## Directions for this task
Go to the line containing "let bus = Bus::loopback(lb.clone());" in the records below and print it and every following line exactly, on through the line containing "u32, flags: GrantFlags)", then stop.
───
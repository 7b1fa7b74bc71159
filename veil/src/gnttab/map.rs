//! Map contexts: foreign pages mapped into a client

use tracing::{debug, error};

use super::{validate_geometry, GrantTable, Notify};
use crate::bus::{ForeignMapping, KernelBuffer};
use crate::error::{invariant_violation, Result, Status, VeilError};
use crate::queue::{PendingOp, PendingRequest};
use crate::types::{ClientId, DomainId, GrantFlags, GrantRef, LocalPort, RequestId, UserVa};

/// Parameters of a map request
#[derive(Debug, Clone, PartialEq, Eq)]
pub struct MapRequest {
    pub remote: DomainId,
    pub pages: u32,
    pub flags: GrantFlags,
    pub notify_offset: u32,
    pub notify_port: LocalPort,
    pub request_id: u64,
    pub references: Vec<GrantRef>,
}

pub struct MapContext {
    id: RequestId,
    remote: DomainId,
    notify: Notify,
    mapping: ForeignMapping,
    kernel: KernelBuffer,
    user_va: UserVa,
}

impl GrantTable {
    /// Map pages `request.remote` granted to us into `client`
    pub fn map_foreign_pages(&self, client: ClientId, request: &MapRequest) -> Result<PendingRequest> {
        validate_geometry(request.pages, request.flags, request.notify_offset)?;
        if request.references.len() != request.pages as usize {
            return Err(VeilError::invalid(format!(
                "{} references for {} pages",
                request.references.len(),
                request.pages
            )));
        }

        let id = RequestId::map(client, request.request_id);
        debug!(
            "> RemoteDomain {}, NumberPages {}, Flags {:?}, Offset {:#x}, Port {}, {}",
            request.remote,
            request.pages,
            request.flags,
            request.notify_offset,
            request.notify_port,
            id
        );

        if self.queue.contains(&id) {
            error!("{} already pending", id);
            return Err(VeilError::invalid(format!("{id} already pending")));
        }

        let readonly = request.flags.contains(GrantFlags::READONLY);
        let mapping = self
            .bus
            .gnttab
            .map_foreign_pages(request.remote, &request.references, readonly)
            .map_err(|e| {
                error!("mapping {} pages of {} failed: {}", request.pages, request.remote, e);
                VeilError::from(e)
            })?;

        let kernel = match self.bus.memory.map_io_space(&mapping) {
            Ok(kernel) => kernel,
            Err(e) => {
                error!("kernel mapping of {} pages failed: {}", request.pages, e);
                self.release_foreign(mapping);
                return Err(VeilError::ResourceExhausted(format!(
                    "kernel mapping of {} pages",
                    request.pages
                )));
            }
        };

        let user_va = match self.bus.memory.map_user(client, &kernel) {
            Ok(va) => va,
            Err(e) => {
                error!("user mapping of {} pages failed: {}", request.pages, e);
                self.bus.memory.unmap_io_space(kernel);
                self.release_foreign(mapping);
                return Err(e.into());
            }
        };

        let context = MapContext {
            id,
            remote: request.remote,
            notify: Notify {
                flags: request.flags,
                offset: request.notify_offset,
                port: request.notify_port,
            },
            mapping,
            kernel,
            user_va,
        };

        match self.queue.insert(id, PendingOp::Map(context)) {
            Ok(pending) => {
                debug!("< {} UserVa {}", id, user_va);
                Ok(pending)
            }
            Err(op) => {
                error!("{} raced with a duplicate", id);
                self.unwind_op(op);
                Err(VeilError::invalid(format!("{id} already pending")))
            }
        }
    }

    /// User address of a pending map
    pub fn get_map_result(&self, client: ClientId, request_id: u64) -> Result<UserVa> {
        let id = RequestId::map(client, request_id);
        self.queue
            .peek(&id, |op| match op {
                PendingOp::Map(context) => Some(context.user_va),
                PendingOp::Grant(_) => None,
            })
            .flatten()
            .ok_or_else(|| VeilError::not_found(format!("{id}")))
    }

    /// Unmap a pending map and complete its request with success
    pub fn unmap_foreign_pages(&self, client: ClientId, request_id: u64) -> Result<()> {
        let id = RequestId::map(client, request_id);
        debug!("> {}", id);

        let (op, completion) = self
            .queue
            .remove(&id)
            .ok_or_else(|| VeilError::not_found(format!("{id}")))?;

        self.free_op(op);
        completion.complete(Status::Success);
        Ok(())
    }

    pub(super) fn free_map(&self, context: MapContext) {
        debug!("free {} mapped from {}", context.id, context.remote);
        self.notify_peer(&context.notify, &context.kernel);
        self.unwind_map(context);
    }

    pub(super) fn unwind_map(&self, context: MapContext) {
        self.bus
            .memory
            .unmap_user(context.id.client, context.user_va, &context.kernel);
        self.bus.memory.unmap_io_space(context.kernel);
        self.release_foreign(context.mapping);
    }

    fn release_foreign(&self, mapping: ForeignMapping) {
        let id = mapping.id;
        if let Err(e) = self.bus.gnttab.unmap_foreign_pages(mapping) {
            invariant_violation(&format!("foreign mapping {id} could not be unmapped"), &e);
        }
    }
}

#[cfg(test)]
mod tests {
    use super::*;
    use crate::bus::{Bus, FaultPoint, Loopback};
    use crate::evtchn::ChannelRegistry;
    use crate::gnttab::{GrantRequest, GrantResult};
    use crate::queue::PendingQueue;
    use std::sync::{Arc, Barrier};
    use std::thread;

    const SELF: DomainId = DomainId(0);

    fn setup() -> (Arc<Loopback>, GrantTable) {
        let lb = Arc::new(Loopback::new(SELF, 4096, 2));
        let bus = Bus::loopback(lb.clone());
        let channels = Arc::new(ChannelRegistry::new(lb.clone(), lb.clone(), 2, 16).unwrap());
        let table = GrantTable::new(bus, Arc::new(PendingQueue::new()), channels).unwrap();
        (lb, table)
    }

    /// Grant `pages` pages to ourselves and return the result
    fn self_grant(table: &GrantTable, client: ClientId, pages: u32, flags: GrantFlags) -> GrantResult {
        let request = GrantRequest {
            remote: SELF,
            pages,
            flags,
            notify_offset: 0,
            notify_port: LocalPort(0),
            request_id: 100,
        };
        table.permit_foreign_access(client, &request).unwrap();
        table
            .get_grant_result(client, 100, GrantResult::encoded_len(pages))
            .unwrap()
    }

    fn map_request(references: Vec<GrantRef>, request_id: u64) -> MapRequest {
        MapRequest {
            remote: SELF,
            pages: references.len() as u32,
            flags: GrantFlags::empty(),
            notify_offset: 0,
            notify_port: LocalPort(0),
            request_id,
            references,
        }
    }

    #[test]
    fn test_mapped_pages_alias_granted_pages() {
        let (lb, table) = setup();
        let client = ClientId(1);
        let granted = self_grant(&table, client, 2, GrantFlags::empty());

        let pending = table
            .map_foreign_pages(client, &map_request(granted.references.clone(), 1))
            .unwrap();
        let mapped = table.get_map_result(client, 1).unwrap();
        assert_ne!(mapped, granted.address);

        lb.user_write(client, UserVa(mapped.0 + 4096 + 5), b"ring").unwrap();
        assert_eq!(
            lb.user_read(client, UserVa(granted.address.0 + 4096 + 5), 4).unwrap(),
            b"ring".to_vec()
        );

        table.unmap_foreign_pages(client, 1).unwrap();
        assert_eq!(pending.status(), Some(Status::Success));
        table.revoke_foreign_access(client, 100).unwrap();

        let stats = lb.stats();
        assert_eq!(stats.foreign_mappings, 0);
        assert_eq!(stats.io_mappings, 0);
        assert_eq!(stats.user_mappings, 0);
        assert_eq!(stats.violations, 0);
    }

    #[test]
    fn test_notify_offset_cleared_on_unmap() {
        let (lb, table) = setup();
        let client = ClientId(1);
        let granted = self_grant(&table, client, 1, GrantFlags::empty());

        let mut request = map_request(granted.references.clone(), 1);
        request.flags = GrantFlags::USE_NOTIFY_OFFSET;
        request.notify_offset = 64;
        table.map_foreign_pages(client, &request).unwrap();

        let flag = UserVa(granted.address.0 + 64);
        lb.user_write(client, flag, &[1]).unwrap();
        table.unmap_foreign_pages(client, 1).unwrap();
        assert_eq!(lb.user_read(client, flag, 1).unwrap(), vec![0]);
    }

    #[test]
    fn test_reference_count_must_match_pages() {
        let (_lb, table) = setup();
        let mut request = map_request(vec![GrantRef(8), GrantRef(9)], 1);
        request.pages = 3;
        let err = table.map_foreign_pages(ClientId(1), &request).unwrap_err();
        assert_eq!(err.status(), Status::InvalidParameter);
    }

    #[test]
    fn test_readonly_grant_needs_readonly_map() {
        let (lb, table) = setup();
        let client = ClientId(1);
        let granted = self_grant(&table, client, 1, GrantFlags::READONLY);

        let err = table
            .map_foreign_pages(client, &map_request(granted.references.clone(), 1))
            .unwrap_err();
        assert_eq!(err.status(), Status::Unsuccessful);
        assert_eq!(lb.stats().foreign_mappings, 0);

        let mut request = map_request(granted.references, 2);
        request.flags = GrantFlags::READONLY;
        table.map_foreign_pages(client, &request).unwrap();
    }

    #[test]
    fn test_kernel_map_failure_unwinds() {
        let (lb, table) = setup();
        let client = ClientId(1);
        let granted = self_grant(&table, client, 2, GrantFlags::empty());

        lb.fail_after(FaultPoint::MapIoSpace, 0);
        let err = table
            .map_foreign_pages(client, &map_request(granted.references.clone(), 1))
            .unwrap_err();
        assert_eq!(err.status(), Status::ResourceExhausted);
        assert_eq!(lb.stats().foreign_mappings, 0);

        lb.fail_after(FaultPoint::MapUser, 0);
        assert!(table
            .map_foreign_pages(client, &map_request(granted.references, 2))
            .is_err());
        let stats = lb.stats();
        assert_eq!(stats.foreign_mappings, 0);
        assert_eq!(stats.io_mappings, 0);
        assert_eq!(stats.violations, 0);
    }

    #[test]
    fn test_unknown_map_is_not_found() {
        let (_lb, table) = setup();
        assert_eq!(
            table.get_map_result(ClientId(1), 5).unwrap_err().status(),
            Status::NotFound
        );
        assert_eq!(
            table.unmap_foreign_pages(ClientId(1), 5).unwrap_err().status(),
            Status::NotFound
        );
    }

    #[test]
    fn test_racing_duplicate_ids_park_one_mapping() {
        let (lb, table) = setup();
        let client = ClientId(1);
        let granted = self_grant(&table, client, 2, GrantFlags::empty());
        let request = map_request(granted.references.clone(), 1);
        let barrier = Barrier::new(2);

        for round in 0..32 {
            let (a, b) = thread::scope(|s| {
                let a = s.spawn(|| {
                    barrier.wait();
                    table.map_foreign_pages(client, &request)
                });
                let b = s.spawn(|| {
                    barrier.wait();
                    table.map_foreign_pages(client, &request)
                });
                (a.join().unwrap(), b.join().unwrap())
            });

            let statuses: Vec<_> = [&a, &b]
                .iter()
                .map(|r| r.as_ref().err().map(|e| e.status()))
                .collect();
            assert!(statuses.contains(&None), "round {}: {:?}", round, statuses);
            assert!(statuses.contains(&Some(Status::InvalidParameter)), "round {}: {:?}", round, statuses);
            assert_eq!(lb.stats().foreign_mappings, 1);

            table.unmap_foreign_pages(client, 1).unwrap();
            let stats = lb.stats();
            assert_eq!(stats.foreign_mappings, 0);
            assert_eq!(stats.io_mappings, 0);
        }

        table.revoke_foreign_access(client, 100).unwrap();
        let stats = lb.stats();
        assert_eq!(stats.active_grants, 0);
        assert_eq!(stats.user_mappings, 0);
        assert_eq!(stats.violations, 0);
    }

    #[test]
    #[should_panic(expected = "invariant violation")]
    fn test_failed_foreign_unmap_is_fatal() {
        let (lb, table) = setup();
        let client = ClientId(1);
        let granted = self_grant(&table, client, 1, GrantFlags::empty());
        table
            .map_foreign_pages(client, &map_request(granted.references, 1))
            .unwrap();
        lb.fail_after(FaultPoint::UnmapForeignPages, 0);
        let _ = table.unmap_foreign_pages(client, 1);
    }
}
───
## Exercise answer
        let bus = Bus::loopback(lb.clone());
        let channels = Arc::new(ChannelRegistry::new(lb.clone(), lb.clone(), 2, 16).unwrap());
        let table = GrantTable::new(bus, Arc::new(PendingQueue::new()), channels).unwrap();
        (lb, table)
    }

    /// Grant `pages` pages to ourselves and return the result
    fn self_grant(table: &GrantTable, client: ClientId, pages: u32, flags: GrantFlags) -> GrantResult {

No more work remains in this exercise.